(Information given begins)

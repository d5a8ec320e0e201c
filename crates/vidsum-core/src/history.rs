use std::{collections::HashMap, sync::Arc};

use chrono::{DateTime, Utc};
use reqwest::{Client, StatusCode};
use tracing::{debug, warn};
use uuid::Uuid;

use crate::{auth::TokenProvider, error::HistoryError, store::LocalStore, types::HistoryItem};

/// Most records the bounded local store keeps. Enforced on insert only: a
/// sync may leave more when the cloud side holds more.
pub const LOCAL_HISTORY_CAP: usize = 50;

/// Reconciles the device-bound local history with the account-bound cloud
/// store using last-write-wins keyed by [`HistoryItem::merge_key`].
pub struct HistorySync {
    store: LocalStore,
    http: Client,
    base_url: String,
    tokens: Arc<dyn TokenProvider>,
}

impl HistorySync {
    pub fn new(store: LocalStore, base_url: impl Into<String>, tokens: Arc<dyn TokenProvider>) -> Self {
        Self {
            store,
            http: Client::new(),
            base_url: base_url.into().trim_end_matches('/').to_string(),
            tokens,
        }
    }

    fn endpoint(&self) -> String {
        format!("{}/api/history", self.base_url)
    }

    pub async fn local(&self) -> Result<Vec<HistoryItem>, HistoryError> {
        self.store.load().await
    }

    /// Stamps `created_at` (and an id when absent) and inserts the record at
    /// the front of the local list, evicting past the cap. Never touches the
    /// cloud store.
    pub async fn add_local(&self, mut item: HistoryItem) -> Result<HistoryItem, HistoryError> {
        item.created_at = Some(Utc::now());
        if item.id.is_none() {
            item.id = Some(Uuid::new_v4().to_string());
        }
        let mut items = self.store.load().await?;
        items.insert(0, item.clone());
        items.truncate(LOCAL_HISTORY_CAP);
        self.store.save(&items).await?;
        Ok(item)
    }

    /// Reconcile local and cloud history and return the merged view.
    ///
    /// Without a session token (or on a not-authenticated response) the call
    /// is local-only. Every other remote failure degrades to returning the
    /// pre-sync local list unchanged — sync never destroys local data.
    /// Overlapping `sync` calls against the same store are not serialized
    /// here; callers should avoid them.
    pub async fn sync(&self) -> Result<Vec<HistoryItem>, HistoryError> {
        let local = self.store.load().await?;
        let Some(token) = self.tokens.bearer_token().await else {
            debug!("no session token, keeping history local-only");
            return Ok(local);
        };
        match self.sync_against_remote(&local, &token).await {
            Ok(merged) => Ok(merged),
            Err(e) => {
                warn!("history sync failed, keeping local history: {e}");
                Ok(local)
            }
        }
    }

    async fn sync_against_remote(
        &self,
        local: &[HistoryItem],
        token: &str,
    ) -> Result<Vec<HistoryItem>, HistoryError> {
        let resp = self
            .http
            .get(self.endpoint())
            .bearer_auth(token)
            .send()
            .await?;
        if resp.status() == StatusCode::UNAUTHORIZED {
            debug!("history fetch unauthorized, keeping history local-only");
            return Ok(local.to_vec());
        }
        if !resp.status().is_success() {
            return Err(HistoryError::Status {
                status: resp.status(),
            });
        }
        let remote: Vec<HistoryItem> = resp.json().await?;

        let (merged, to_upload) = merge(local, remote);

        if !to_upload.is_empty() {
            // A failed upload does not abort the merge; the merged view is
            // still authoritative for this call.
            match self
                .http
                .post(self.endpoint())
                .bearer_auth(token)
                .json(&to_upload)
                .send()
                .await
            {
                Ok(resp) if resp.status().is_success() => {
                    debug!("uploaded {} history records", to_upload.len());
                }
                Ok(resp) => warn!("history upload returned {}", resp.status()),
                Err(e) => warn!("history upload failed: {e}"),
            }
        }

        self.store.save(&merged).await?;
        Ok(merged)
    }

    /// Remote delete first (a not-found response already is the desired end
    /// state), then local removal by `id`. A transport error is propagated,
    /// but only after the local removal has been persisted.
    pub async fn delete_item(&self, id: &str) -> Result<Vec<HistoryItem>, HistoryError> {
        let transport_err = self.delete_remote(id).await.err();

        let mut items = self.store.load().await?;
        items.retain(|item| item.id.as_deref() != Some(id));
        self.store.save(&items).await?;

        match transport_err {
            Some(e) => Err(e),
            None => Ok(items),
        }
    }

    async fn delete_remote(&self, id: &str) -> Result<(), HistoryError> {
        let mut req = self.http.delete(format!("{}/{}", self.endpoint(), id));
        if let Some(token) = self.tokens.bearer_token().await {
            req = req.bearer_auth(token);
        }
        let resp = req.send().await?;
        let status = resp.status();
        if !status.is_success() && status != StatusCode::NOT_FOUND {
            warn!("remote history delete returned {status}");
        }
        Ok(())
    }

    /// Drop all local records. The cloud store is untouched.
    pub async fn clear(&self) -> Result<(), HistoryError> {
        self.store.save(&[]).await
    }
}

fn stamp(item: &HistoryItem) -> DateTime<Utc> {
    item.created_at.unwrap_or(DateTime::UNIX_EPOCH)
}

/// Last-write-wins merge keyed by `(video_url, mode, focus)`.
///
/// The map is seeded with every cloud record; a local record wins only when
/// strictly newer (ties keep the cloud version) or new to the cloud, and in
/// both cases it is queued for upload. Returns the merged view sorted newest
/// first alongside the upload queue.
pub fn merge(local: &[HistoryItem], remote: Vec<HistoryItem>) -> (Vec<HistoryItem>, Vec<HistoryItem>) {
    let mut by_key: HashMap<String, HistoryItem> = HashMap::new();
    for item in remote {
        by_key.insert(item.merge_key(), item);
    }

    let mut to_upload = Vec::new();
    for item in local {
        let key = item.merge_key();
        match by_key.get(&key) {
            None => {
                to_upload.push(item.clone());
                by_key.insert(key, item.clone());
            }
            Some(existing) if stamp(item) > stamp(existing) => {
                to_upload.push(item.clone());
                by_key.insert(key, item.clone());
            }
            Some(_) => {}
        }
    }

    let mut merged: Vec<HistoryItem> = by_key.into_values().collect();
    merged.sort_by_key(|item| std::cmp::Reverse(stamp(item)));
    (merged, to_upload)
}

(Information given ends)

:: What to work on ::
Copy out the entries. Leave every line exactly as it is.

:: Expected answer ::
repository d5a8ec320e0e201c
filename crates/vidsum-core/src/history.rs
use std::{collections::HashMap, sync::Arc};

use chrono::{DateTime, Utc};
use reqwest::{Client, StatusCode};
use tracing::{debug, warn};
use uuid::Uuid;

use crate::{auth::TokenProvider, error::HistoryError, store::LocalStore, types::HistoryItem};

/// Most records the bounded local store keeps. Enforced on insert only: a
/// sync may leave more when the cloud side holds more.
pub const LOCAL_HISTORY_CAP: usize = 50;

/// Reconciles the device-bound local history with the account-bound cloud
/// store using last-write-wins keyed by [`HistoryItem::merge_key`].
pub struct HistorySync {
    store: LocalStore,
    http: Client,
    base_url: String,
    tokens: Arc<dyn TokenProvider>,
}

impl HistorySync {
    pub fn new(store: LocalStore, base_url: impl Into<String>, tokens: Arc<dyn TokenProvider>) -> Self {
        Self {
            store,
            http: Client::new(),
            base_url: base_url.into().trim_end_matches('/').to_string(),
            tokens,
        }
    }

    fn endpoint(&self) -> String {
        format!("{}/api/history", self.base_url)
    }

    pub async fn local(&self) -> Result<Vec<HistoryItem>, HistoryError> {
        self.store.load().await
    }

    /// Stamps `created_at` (and an id when absent) and inserts the record at
    /// the front of the local list, evicting past the cap. Never touches the
    /// cloud store.
    pub async fn add_local(&self, mut item: HistoryItem) -> Result<HistoryItem, HistoryError> {
        item.created_at = Some(Utc::now());
        if item.id.is_none() {
            item.id = Some(Uuid::new_v4().to_string());
        }
        let mut items = self.store.load().await?;
        items.insert(0, item.clone());
        items.truncate(LOCAL_HISTORY_CAP);
        self.store.save(&items).await?;
        Ok(item)
    }

    /// Reconcile local and cloud history and return the merged view.
    ///
    /// Without a session token (or on a not-authenticated response) the call
    /// is local-only. Every other remote failure degrades to returning the
    /// pre-sync local list unchanged — sync never destroys local data.
    /// Overlapping `sync` calls against the same store are not serialized
    /// here; callers should avoid them.
    pub async fn sync(&self) -> Result<Vec<HistoryItem>, HistoryError> {
        let local = self.store.load().await?;
        let Some(token) = self.tokens.bearer_token().await else {
            debug!("no session token, keeping history local-only");
            return Ok(local);
        };
        match self.sync_against_remote(&local, &token).await {
            Ok(merged) => Ok(merged),
            Err(e) => {
                warn!("history sync failed, keeping local history: {e}");
                Ok(local)
            }
        }
    }

    async fn sync_against_remote(
        &self,
        local: &[HistoryItem],
        token: &str,
    ) -> Result<Vec<HistoryItem>, HistoryError> {
        let resp = self
            .http
            .get(self.endpoint())
            .bearer_auth(token)
            .send()
            .await?;
        if resp.status() == StatusCode::UNAUTHORIZED {
            debug!("history fetch unauthorized, keeping history local-only");
            return Ok(local.to_vec());
        }
        if !resp.status().is_success() {
            return Err(HistoryError::Status {
                status: resp.status(),
            });
        }
        let remote: Vec<HistoryItem> = resp.json().await?;

        let (merged, to_upload) = merge(local, remote);

        if !to_upload.is_empty() {
            // A failed upload does not abort the merge; the merged view is
            // still authoritative for this call.
            match self
                .http
                .post(self.endpoint())
                .bearer_auth(token)
                .json(&to_upload)
                .send()
                .await
            {
                Ok(resp) if resp.status().is_success() => {
                    debug!("uploaded {} history records", to_upload.len());
                }
                Ok(resp) => warn!("history upload returned {}", resp.status()),
                Err(e) => warn!("history upload failed: {e}"),
            }
        }

        self.store.save(&merged).await?;
        Ok(merged)
    }

    /// Remote delete first (a not-found response already is the desired end
    /// state), then local removal by `id`. A transport error is propagated,
    /// but only after the local removal has been persisted.
    pub async fn delete_item(&self, id: &str) -> Result<Vec<HistoryItem>, HistoryError> {
        let transport_err = self.delete_remote(id).await.err();

        let mut items = self.store.load().await?;
        items.retain(|item| item.id.as_deref() != Some(id));
        self.store.save(&items).await?;

        match transport_err {
            Some(e) => Err(e),
            None => Ok(items),
        }
    }

    async fn delete_remote(&self, id: &str) -> Result<(), HistoryError> {
        let mut req = self.http.delete(format!("{}/{}", self.endpoint(), id));
        if let Some(token) = self.tokens.bearer_token().await {
            req = req.bearer_auth(token);
        }
        let resp = req.send().await?;
        let status = resp.status();
        if !status.is_success() && status != StatusCode::NOT_FOUND {
            warn!("remote history delete returned {status}");
        }
        Ok(())
    }

    /// Drop all local records. The cloud store is untouched.
    pub async fn clear(&self) -> Result<(), HistoryError> {
        self.store.save(&[]).await
    }
}

fn stamp(item: &HistoryItem) -> DateTime<Utc> {
    item.created_at.unwrap_or(DateTime::UNIX_EPOCH)
}

/// Last-write-wins merge keyed by `(video_url, mode, focus)`.
///
/// The map is seeded with every cloud record; a local record wins only when
/// strictly newer (ties keep the cloud version) or new to the cloud, and in
/// both cases it is queued for upload. Returns the merged view sorted newest
/// first alongside the upload queue.
pub fn merge(local: &[HistoryItem], remote: Vec<HistoryItem>) -> (Vec<HistoryItem>, Vec<HistoryItem>) {
    let mut by_key: HashMap<String, HistoryItem> = HashMap::new();
    for item in remote {
        by_key.insert(item.merge_key(), item);
    }

    let mut to_upload = Vec::new();
    for item in local {
        let key = item.merge_key();
        match by_key.get(&key) {
            None => {
                to_upload.push(item.clone());
                by_key.insert(key, item.clone());
            }
            Some(existing) if stamp(item) > stamp(existing) => {
                to_upload.push(item.clone());
                by_key.insert(key, item.clone());
            }
            Some(_) => {}
        }
    }

    let mut merged: Vec<HistoryItem> = by_key.into_values().collect();
    merged.sort_by_key(|item| std::cmp::Reverse(stamp(item)));
    (merged, to_upload)
}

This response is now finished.